**Task prompt:** Over all lines in the data below, count those holding "wired" and give only the result.

(Record set Opens)

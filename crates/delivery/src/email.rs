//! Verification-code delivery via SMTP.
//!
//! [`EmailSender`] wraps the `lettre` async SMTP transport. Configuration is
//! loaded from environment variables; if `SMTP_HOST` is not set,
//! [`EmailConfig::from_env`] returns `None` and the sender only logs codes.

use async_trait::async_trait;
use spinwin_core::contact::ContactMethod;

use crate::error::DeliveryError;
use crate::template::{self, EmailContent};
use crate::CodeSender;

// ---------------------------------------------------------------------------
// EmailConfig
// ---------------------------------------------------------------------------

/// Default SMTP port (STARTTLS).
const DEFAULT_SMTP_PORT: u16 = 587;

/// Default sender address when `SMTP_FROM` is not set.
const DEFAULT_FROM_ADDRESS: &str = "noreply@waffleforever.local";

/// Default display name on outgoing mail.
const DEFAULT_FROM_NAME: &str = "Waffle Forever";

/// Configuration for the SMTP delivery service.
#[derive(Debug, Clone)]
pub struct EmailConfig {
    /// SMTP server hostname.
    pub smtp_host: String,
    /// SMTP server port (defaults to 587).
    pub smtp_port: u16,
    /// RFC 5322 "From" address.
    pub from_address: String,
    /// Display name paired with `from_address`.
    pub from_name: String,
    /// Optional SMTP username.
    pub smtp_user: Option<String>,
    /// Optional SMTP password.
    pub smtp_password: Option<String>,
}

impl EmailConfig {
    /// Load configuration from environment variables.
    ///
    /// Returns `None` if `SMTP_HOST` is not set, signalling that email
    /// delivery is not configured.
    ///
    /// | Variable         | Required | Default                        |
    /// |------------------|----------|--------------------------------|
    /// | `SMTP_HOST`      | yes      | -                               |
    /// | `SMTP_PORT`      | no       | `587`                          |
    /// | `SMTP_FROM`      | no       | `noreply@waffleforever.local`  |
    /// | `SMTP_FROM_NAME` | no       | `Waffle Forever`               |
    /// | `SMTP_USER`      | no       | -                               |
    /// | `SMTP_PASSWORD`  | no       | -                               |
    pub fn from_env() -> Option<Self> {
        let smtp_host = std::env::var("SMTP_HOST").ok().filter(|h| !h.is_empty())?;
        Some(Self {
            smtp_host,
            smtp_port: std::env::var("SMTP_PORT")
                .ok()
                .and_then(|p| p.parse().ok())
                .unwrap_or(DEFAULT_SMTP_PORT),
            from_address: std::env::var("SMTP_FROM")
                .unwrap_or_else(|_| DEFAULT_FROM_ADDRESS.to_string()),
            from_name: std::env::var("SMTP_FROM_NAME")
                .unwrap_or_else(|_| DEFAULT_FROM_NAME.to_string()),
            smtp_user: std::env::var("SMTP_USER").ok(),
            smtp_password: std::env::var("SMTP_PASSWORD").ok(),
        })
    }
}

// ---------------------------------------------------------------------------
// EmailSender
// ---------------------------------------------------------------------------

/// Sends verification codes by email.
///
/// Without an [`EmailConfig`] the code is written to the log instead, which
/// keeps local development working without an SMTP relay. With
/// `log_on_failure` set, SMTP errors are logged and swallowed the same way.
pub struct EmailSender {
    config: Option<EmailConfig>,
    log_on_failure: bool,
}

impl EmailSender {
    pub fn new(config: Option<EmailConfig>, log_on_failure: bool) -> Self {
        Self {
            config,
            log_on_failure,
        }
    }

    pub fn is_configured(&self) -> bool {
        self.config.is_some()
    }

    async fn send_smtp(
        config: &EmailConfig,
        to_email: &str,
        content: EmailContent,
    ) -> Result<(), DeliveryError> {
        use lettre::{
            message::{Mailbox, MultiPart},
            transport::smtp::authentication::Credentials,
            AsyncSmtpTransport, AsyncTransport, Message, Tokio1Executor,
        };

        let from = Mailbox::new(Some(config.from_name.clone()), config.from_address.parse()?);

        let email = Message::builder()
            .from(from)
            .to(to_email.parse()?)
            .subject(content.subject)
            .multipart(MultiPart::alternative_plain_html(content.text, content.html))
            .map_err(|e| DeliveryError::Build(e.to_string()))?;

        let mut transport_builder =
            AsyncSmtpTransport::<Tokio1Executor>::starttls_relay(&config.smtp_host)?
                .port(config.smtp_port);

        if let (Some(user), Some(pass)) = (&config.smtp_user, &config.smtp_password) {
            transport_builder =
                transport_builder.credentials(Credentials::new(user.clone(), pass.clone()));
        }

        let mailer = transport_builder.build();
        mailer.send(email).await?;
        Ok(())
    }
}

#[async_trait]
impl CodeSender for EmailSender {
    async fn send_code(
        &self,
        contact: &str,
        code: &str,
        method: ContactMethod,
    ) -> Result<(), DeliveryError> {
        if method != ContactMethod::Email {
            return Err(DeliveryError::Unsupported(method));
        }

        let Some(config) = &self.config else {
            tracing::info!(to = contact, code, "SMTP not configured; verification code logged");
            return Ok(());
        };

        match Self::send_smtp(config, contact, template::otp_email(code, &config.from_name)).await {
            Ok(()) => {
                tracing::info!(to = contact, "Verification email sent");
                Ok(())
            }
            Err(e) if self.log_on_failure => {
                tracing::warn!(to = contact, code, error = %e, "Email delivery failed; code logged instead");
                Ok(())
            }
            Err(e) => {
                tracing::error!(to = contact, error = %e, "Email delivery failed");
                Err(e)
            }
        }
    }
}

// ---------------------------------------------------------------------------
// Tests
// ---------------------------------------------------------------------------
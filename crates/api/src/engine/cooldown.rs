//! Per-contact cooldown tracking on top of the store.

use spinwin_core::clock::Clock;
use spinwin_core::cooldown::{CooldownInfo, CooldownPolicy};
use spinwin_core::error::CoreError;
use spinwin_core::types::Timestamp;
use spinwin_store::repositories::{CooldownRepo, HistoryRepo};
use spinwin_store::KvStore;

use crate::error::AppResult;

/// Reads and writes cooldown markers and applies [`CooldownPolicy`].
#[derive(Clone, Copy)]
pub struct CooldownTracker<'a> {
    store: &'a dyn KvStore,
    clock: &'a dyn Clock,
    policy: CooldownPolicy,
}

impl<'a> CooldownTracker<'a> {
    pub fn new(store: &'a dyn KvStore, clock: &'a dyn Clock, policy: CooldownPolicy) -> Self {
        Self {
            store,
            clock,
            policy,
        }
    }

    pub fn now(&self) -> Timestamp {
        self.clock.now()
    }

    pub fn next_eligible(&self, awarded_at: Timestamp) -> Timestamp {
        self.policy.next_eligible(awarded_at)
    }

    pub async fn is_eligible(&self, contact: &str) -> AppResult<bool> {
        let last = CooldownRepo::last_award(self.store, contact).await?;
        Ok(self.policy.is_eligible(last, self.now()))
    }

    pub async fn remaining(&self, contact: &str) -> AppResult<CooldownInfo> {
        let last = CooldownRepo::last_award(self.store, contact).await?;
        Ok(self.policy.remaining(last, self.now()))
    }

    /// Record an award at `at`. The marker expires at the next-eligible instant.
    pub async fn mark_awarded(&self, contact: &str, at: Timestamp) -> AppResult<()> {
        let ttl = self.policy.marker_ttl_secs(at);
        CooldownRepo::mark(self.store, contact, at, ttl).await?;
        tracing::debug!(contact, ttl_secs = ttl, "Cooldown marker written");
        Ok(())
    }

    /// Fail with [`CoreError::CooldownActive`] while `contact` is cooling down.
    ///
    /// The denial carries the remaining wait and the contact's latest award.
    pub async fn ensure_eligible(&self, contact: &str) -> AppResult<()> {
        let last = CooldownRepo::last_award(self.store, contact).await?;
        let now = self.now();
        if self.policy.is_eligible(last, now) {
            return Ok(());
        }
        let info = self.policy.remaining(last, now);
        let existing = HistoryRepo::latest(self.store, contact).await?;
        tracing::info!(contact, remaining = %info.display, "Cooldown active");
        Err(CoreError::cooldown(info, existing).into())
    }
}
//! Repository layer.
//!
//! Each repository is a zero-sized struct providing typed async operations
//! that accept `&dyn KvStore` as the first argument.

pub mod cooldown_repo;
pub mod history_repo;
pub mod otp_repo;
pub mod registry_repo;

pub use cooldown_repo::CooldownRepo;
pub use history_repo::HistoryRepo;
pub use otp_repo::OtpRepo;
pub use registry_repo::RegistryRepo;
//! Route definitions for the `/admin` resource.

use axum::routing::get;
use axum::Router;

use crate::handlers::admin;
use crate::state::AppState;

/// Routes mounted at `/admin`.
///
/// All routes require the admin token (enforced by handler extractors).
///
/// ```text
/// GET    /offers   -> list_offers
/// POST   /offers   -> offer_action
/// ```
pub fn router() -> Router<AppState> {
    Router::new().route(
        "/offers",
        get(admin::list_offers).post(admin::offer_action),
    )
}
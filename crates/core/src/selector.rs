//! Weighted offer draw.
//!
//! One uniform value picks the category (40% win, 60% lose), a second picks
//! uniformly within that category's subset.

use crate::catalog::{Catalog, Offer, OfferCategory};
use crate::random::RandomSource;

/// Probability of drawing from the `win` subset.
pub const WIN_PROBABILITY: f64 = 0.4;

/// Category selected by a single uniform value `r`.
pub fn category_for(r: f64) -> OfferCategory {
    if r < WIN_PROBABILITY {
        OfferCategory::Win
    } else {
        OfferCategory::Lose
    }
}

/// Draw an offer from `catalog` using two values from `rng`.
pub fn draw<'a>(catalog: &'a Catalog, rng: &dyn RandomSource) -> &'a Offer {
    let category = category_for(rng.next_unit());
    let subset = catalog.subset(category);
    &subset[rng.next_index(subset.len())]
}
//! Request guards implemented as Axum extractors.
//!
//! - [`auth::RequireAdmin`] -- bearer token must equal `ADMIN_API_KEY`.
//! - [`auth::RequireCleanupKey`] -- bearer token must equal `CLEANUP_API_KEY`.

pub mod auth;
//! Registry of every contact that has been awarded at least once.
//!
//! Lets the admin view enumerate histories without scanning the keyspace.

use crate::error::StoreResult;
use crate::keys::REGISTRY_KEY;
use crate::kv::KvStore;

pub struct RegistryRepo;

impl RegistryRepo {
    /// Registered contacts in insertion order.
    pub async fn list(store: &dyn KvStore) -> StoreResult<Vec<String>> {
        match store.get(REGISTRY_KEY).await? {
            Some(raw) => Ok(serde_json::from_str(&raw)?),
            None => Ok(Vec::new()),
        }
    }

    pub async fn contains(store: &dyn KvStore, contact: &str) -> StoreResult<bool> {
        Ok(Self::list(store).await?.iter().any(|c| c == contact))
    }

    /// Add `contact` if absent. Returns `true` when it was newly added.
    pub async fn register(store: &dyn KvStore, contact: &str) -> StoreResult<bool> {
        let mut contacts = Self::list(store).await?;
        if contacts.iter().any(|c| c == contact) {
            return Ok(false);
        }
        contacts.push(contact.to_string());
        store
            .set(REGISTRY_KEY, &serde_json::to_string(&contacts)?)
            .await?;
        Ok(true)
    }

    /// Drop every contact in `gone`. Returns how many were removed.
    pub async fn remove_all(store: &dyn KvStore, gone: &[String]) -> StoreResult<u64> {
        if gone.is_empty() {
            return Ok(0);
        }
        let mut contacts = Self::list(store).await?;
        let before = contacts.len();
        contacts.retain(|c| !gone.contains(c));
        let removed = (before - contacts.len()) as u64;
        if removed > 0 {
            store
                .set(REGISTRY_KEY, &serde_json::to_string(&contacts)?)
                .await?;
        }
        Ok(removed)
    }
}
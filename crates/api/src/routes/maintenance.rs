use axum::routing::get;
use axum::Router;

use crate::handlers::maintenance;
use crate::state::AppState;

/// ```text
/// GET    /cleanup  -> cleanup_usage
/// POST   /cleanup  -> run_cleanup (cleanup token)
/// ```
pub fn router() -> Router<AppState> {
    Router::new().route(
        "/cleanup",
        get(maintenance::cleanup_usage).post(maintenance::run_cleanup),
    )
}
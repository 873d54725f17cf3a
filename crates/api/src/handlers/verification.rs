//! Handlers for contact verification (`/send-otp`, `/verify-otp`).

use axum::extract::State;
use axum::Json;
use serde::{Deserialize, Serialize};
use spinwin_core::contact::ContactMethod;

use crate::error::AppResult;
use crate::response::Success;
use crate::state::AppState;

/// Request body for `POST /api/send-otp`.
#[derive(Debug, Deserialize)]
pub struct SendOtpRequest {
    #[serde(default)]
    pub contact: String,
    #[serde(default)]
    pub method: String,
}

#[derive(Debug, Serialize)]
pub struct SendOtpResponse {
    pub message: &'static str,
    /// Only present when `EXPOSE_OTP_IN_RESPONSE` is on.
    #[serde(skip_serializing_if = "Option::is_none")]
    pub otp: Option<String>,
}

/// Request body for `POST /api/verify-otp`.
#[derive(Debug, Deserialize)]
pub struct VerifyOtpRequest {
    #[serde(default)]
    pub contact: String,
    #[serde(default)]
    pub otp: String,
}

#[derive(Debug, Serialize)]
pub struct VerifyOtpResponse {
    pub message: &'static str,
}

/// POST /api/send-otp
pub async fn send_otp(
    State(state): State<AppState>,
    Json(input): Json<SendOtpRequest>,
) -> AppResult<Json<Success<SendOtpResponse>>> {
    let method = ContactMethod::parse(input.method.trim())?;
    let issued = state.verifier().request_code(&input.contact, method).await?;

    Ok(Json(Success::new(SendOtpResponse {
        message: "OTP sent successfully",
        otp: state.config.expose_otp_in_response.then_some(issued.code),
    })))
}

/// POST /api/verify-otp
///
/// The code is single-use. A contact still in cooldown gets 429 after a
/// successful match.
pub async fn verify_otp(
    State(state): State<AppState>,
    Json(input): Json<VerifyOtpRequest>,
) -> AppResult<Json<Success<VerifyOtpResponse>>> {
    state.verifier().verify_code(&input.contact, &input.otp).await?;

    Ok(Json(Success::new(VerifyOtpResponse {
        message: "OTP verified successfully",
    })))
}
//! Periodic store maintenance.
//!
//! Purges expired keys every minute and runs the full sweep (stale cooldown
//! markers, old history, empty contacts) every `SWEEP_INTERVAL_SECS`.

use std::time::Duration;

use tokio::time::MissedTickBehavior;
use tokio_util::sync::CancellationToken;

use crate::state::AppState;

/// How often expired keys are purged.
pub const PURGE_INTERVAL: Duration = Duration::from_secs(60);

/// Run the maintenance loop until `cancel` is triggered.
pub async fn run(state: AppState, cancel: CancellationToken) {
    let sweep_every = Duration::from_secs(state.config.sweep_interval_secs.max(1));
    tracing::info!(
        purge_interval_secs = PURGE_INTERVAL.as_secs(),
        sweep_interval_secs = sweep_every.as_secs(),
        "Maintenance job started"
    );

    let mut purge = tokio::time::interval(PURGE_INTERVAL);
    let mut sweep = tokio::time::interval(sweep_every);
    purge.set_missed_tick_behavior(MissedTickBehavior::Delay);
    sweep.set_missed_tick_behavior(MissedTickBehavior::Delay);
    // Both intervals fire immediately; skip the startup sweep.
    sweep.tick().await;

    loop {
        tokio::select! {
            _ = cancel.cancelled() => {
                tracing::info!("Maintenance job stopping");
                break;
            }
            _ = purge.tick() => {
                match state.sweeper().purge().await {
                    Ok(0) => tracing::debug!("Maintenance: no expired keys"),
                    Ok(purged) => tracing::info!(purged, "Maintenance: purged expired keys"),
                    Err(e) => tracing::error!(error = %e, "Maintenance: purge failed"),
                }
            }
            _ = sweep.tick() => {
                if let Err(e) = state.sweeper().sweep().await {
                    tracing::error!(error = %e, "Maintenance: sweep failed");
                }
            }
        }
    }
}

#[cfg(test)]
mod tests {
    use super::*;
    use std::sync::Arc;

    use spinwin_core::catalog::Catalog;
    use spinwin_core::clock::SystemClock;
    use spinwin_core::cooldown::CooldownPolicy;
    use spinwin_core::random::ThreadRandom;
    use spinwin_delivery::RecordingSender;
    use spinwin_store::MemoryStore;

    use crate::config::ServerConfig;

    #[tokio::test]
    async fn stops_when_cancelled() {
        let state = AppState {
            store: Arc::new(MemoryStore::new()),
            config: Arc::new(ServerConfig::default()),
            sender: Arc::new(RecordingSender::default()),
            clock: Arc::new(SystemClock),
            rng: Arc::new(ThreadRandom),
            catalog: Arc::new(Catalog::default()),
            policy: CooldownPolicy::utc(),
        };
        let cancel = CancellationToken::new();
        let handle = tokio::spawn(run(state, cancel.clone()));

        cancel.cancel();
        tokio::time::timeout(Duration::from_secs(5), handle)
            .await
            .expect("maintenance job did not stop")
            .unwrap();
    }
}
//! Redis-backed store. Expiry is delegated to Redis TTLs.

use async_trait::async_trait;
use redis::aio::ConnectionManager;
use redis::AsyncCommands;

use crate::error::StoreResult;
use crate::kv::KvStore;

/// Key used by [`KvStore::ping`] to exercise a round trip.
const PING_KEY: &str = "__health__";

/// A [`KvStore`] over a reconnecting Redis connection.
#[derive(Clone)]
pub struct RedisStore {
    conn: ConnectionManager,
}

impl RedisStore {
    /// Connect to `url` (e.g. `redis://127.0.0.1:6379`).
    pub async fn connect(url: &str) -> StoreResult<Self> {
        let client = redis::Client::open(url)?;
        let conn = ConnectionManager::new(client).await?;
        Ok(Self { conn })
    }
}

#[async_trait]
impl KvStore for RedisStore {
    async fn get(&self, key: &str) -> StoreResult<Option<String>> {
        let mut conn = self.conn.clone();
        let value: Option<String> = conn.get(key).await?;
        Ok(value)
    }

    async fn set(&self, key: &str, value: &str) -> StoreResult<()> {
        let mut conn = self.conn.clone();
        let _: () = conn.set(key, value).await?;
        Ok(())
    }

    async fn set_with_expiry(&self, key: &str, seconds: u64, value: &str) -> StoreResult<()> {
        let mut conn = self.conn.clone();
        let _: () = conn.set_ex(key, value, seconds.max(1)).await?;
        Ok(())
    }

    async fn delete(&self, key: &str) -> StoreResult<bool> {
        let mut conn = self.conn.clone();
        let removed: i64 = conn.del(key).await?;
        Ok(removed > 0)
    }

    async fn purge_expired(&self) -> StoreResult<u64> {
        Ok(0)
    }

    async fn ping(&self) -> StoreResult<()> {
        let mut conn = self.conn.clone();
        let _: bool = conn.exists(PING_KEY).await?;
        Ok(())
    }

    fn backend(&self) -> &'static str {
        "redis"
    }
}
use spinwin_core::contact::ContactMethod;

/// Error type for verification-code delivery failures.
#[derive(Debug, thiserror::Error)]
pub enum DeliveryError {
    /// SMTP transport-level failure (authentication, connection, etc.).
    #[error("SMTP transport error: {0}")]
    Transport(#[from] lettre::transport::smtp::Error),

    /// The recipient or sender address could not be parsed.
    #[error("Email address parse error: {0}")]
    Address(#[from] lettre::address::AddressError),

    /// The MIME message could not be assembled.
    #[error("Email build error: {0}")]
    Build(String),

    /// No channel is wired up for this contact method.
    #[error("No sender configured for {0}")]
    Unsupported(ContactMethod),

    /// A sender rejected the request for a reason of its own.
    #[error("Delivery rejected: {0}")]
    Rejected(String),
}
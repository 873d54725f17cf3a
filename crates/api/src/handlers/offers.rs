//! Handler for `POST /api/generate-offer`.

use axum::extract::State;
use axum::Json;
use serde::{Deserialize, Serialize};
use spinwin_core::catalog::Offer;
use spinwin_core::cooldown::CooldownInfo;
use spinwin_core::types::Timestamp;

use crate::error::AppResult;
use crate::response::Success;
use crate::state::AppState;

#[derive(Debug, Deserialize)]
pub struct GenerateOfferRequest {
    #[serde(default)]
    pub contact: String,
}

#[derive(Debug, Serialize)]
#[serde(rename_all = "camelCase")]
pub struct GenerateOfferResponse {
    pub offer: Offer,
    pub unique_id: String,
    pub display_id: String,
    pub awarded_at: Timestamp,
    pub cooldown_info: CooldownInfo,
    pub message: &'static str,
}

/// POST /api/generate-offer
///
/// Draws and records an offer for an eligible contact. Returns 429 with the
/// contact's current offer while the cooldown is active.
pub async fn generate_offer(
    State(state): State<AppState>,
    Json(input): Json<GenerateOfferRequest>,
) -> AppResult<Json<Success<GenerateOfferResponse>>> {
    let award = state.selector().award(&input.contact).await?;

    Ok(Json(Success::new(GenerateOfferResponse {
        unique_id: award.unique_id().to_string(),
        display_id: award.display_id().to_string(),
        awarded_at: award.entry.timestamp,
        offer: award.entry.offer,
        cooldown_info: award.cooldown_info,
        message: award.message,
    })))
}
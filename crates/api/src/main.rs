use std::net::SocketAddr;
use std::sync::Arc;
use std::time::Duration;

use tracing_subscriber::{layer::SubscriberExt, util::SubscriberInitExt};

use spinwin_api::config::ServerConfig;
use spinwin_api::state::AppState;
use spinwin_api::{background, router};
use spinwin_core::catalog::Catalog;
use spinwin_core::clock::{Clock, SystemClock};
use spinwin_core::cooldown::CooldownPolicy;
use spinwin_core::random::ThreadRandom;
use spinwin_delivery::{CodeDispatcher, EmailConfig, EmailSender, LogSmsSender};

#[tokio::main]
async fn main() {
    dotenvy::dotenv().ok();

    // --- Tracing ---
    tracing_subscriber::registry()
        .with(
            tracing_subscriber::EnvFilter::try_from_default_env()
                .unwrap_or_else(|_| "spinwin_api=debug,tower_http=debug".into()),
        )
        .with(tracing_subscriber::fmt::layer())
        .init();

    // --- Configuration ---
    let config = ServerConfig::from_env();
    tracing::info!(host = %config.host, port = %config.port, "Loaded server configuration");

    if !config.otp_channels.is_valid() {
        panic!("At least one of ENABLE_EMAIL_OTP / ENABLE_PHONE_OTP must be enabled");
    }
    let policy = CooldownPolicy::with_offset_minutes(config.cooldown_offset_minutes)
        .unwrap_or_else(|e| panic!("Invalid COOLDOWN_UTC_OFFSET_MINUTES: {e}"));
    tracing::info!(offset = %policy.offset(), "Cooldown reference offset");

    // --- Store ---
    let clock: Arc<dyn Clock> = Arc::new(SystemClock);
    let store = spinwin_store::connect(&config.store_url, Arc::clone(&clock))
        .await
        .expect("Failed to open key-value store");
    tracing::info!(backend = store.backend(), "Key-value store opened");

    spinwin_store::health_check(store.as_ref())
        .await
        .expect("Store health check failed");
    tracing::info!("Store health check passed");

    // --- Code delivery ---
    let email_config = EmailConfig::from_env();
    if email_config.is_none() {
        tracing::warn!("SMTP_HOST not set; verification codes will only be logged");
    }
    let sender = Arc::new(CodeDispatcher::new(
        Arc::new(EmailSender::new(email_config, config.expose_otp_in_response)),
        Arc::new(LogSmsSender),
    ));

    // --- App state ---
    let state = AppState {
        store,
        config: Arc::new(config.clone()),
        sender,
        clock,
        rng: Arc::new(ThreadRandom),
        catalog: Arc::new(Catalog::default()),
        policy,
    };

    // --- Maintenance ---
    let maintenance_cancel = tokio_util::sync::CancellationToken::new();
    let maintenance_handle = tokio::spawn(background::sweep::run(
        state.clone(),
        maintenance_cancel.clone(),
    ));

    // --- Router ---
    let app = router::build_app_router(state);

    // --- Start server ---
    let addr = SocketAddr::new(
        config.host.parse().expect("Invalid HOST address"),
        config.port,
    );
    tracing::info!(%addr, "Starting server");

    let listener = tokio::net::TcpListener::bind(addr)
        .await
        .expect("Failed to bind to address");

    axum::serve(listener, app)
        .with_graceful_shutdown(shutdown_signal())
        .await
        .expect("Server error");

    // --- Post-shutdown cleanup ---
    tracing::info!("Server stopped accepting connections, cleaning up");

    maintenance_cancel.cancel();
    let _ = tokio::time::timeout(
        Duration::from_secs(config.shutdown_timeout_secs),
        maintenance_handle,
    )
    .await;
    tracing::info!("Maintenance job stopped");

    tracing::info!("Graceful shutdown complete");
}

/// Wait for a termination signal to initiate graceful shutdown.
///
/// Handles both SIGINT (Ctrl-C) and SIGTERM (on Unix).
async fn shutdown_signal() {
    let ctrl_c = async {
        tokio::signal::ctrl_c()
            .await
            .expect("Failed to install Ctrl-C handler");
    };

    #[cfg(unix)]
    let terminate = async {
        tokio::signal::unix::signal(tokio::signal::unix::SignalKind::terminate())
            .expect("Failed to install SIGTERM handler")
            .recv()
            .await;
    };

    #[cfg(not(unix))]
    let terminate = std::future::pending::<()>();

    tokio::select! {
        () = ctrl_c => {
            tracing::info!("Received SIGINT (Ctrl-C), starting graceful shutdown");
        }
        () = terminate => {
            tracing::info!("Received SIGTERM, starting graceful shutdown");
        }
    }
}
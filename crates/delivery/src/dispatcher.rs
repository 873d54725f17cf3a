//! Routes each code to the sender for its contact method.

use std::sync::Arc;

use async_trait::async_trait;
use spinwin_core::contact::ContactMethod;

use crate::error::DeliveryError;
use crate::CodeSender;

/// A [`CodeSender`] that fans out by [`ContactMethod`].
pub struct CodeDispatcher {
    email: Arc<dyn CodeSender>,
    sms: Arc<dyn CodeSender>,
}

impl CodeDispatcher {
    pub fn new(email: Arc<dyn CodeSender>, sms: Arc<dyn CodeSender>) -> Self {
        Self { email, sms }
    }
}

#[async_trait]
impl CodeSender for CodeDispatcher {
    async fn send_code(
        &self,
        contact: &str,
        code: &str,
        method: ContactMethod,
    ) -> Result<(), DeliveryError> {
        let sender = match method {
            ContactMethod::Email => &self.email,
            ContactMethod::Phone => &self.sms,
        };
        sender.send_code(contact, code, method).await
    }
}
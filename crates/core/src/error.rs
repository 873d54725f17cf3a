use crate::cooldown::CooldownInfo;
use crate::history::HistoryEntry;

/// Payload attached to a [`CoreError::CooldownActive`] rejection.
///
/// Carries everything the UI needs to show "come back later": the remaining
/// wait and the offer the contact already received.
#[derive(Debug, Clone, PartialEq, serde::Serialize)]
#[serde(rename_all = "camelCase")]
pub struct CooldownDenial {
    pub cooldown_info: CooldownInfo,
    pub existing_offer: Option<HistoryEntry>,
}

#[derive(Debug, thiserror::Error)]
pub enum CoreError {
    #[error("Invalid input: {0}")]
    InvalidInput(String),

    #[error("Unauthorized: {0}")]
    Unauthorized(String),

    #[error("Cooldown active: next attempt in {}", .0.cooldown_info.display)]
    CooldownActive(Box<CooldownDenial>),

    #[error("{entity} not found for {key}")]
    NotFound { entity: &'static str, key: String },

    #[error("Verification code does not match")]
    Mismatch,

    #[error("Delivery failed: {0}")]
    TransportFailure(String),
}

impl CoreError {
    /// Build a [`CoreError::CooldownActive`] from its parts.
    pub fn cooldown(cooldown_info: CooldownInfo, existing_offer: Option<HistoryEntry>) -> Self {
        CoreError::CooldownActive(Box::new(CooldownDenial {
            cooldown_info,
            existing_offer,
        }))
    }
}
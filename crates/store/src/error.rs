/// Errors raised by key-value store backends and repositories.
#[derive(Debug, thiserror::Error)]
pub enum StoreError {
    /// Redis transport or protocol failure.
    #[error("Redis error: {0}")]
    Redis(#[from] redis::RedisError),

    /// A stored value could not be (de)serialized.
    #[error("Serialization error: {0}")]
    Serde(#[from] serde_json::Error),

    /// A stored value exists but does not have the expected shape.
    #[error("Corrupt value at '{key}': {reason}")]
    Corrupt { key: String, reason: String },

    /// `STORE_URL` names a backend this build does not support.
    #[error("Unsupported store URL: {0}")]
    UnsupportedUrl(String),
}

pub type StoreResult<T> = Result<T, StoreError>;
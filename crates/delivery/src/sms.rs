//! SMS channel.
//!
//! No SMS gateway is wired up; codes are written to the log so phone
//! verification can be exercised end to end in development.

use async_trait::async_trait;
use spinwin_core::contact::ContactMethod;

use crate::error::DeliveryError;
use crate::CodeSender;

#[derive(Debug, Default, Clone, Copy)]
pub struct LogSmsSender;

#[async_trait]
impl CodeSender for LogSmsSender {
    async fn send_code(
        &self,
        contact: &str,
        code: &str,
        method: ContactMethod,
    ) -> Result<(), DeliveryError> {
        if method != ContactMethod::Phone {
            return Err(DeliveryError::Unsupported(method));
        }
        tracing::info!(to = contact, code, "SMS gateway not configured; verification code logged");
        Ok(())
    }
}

(Record set Closes)

**Your response:** 2